The study was published Sept. 5 in Nature Medicine.
The use of selective serotonin-reuptake inhibitors (SSRIs), a class of drugs broadly prescribed for mood disorders as well as for nonpsychiatric conditions, previously has been associated with an increased risk of bone fracture.
The new study—by Patricia Ducy, PhD, associate professor of pathology & cell biology, and colleagues at Columbia University Medical Center—revealed that fluoxetine, one of the most-prescribed SSRIs, acts on bone physiology through two distinct mechanisms. Initially, fluoxetine protects bone by inhibiting the cells in the skeleton (osteoclasts) that constantly break down and resorb bone. But after a few weeks of treatment, fluoxetine triggers a brain-mediated signal that not only counteracts this effect but also impairs bone formation, thus leading to bone loss.

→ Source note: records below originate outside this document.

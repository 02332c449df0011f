//! Domain error model.

use thiserror::Error;

/// Result type used across the domain layer.
pub type DomainResult<T> = Result<T, DomainError>;

/// Domain-level error.
///
/// Keep this focused on deterministic failures (validation, malformed ids and
/// tokens). Infrastructure concerns belong elsewhere.
#[derive(Debug, Error, Clone, PartialEq, Eq)]
pub enum DomainError {
    /// A value failed validation (e.g. malformed input).
    #[error("validation failed: {0}")]
    Validation(String),

    /// An identifier was invalid (e.g. parse failure).
    #[error("invalid identifier: {0}")]
    InvalidId(String),

    /// An offset token could not be decoded.
    #[error("invalid offset token: {0}")]
    InvalidToken(String),
}

impl DomainError {
    pub fn validation(msg: impl Into<String>) -> Self {
        Self::Validation(msg.into())
    }

    pub fn invalid_id(msg: impl Into<String>) -> Self {
        Self::InvalidId(msg.into())
    }

    pub fn invalid_token(msg: impl Into<String>) -> Self {
        Self::InvalidToken(msg.into())
    }
}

The brain signals cause bone loss by increasing the amount of epinephrine in the bloodstream, and the researchers found that they could neutralize these signals by co-treating the mice with a low dose of the beta-blocker propranolol. In these animals, bone loss was no longer observed with long-term fluoxetine treatment. The behavior of the mice did not change with co-treatment, suggesting that fluoxetine’s effect on the brain and mood was not impaired.
Adding low-dose propranolol to depression treatment could potentially block an SSRI’s deleterious effect on bone mass, Dr. Ducy says, and may be particularly important for peri- and postmenopausal women since they are already at risk of developing osteoporosis.
The study, titled “Serotonin-reuptake inhibitors act centrally to cause bone loss in mice by counteracting a local anti-resorptive effect,” was published Sept. 5 in Nature Medicine. The authors are María José Ortuño, Samuel T. Robinson, Prakash Subramanyam, Riccardo Paone, Yung-yu Huang, X. Edward Guo, Henry M. Colecraft, J. John Mann, and Patricia Ducy.
The authors declare no competing financial interests.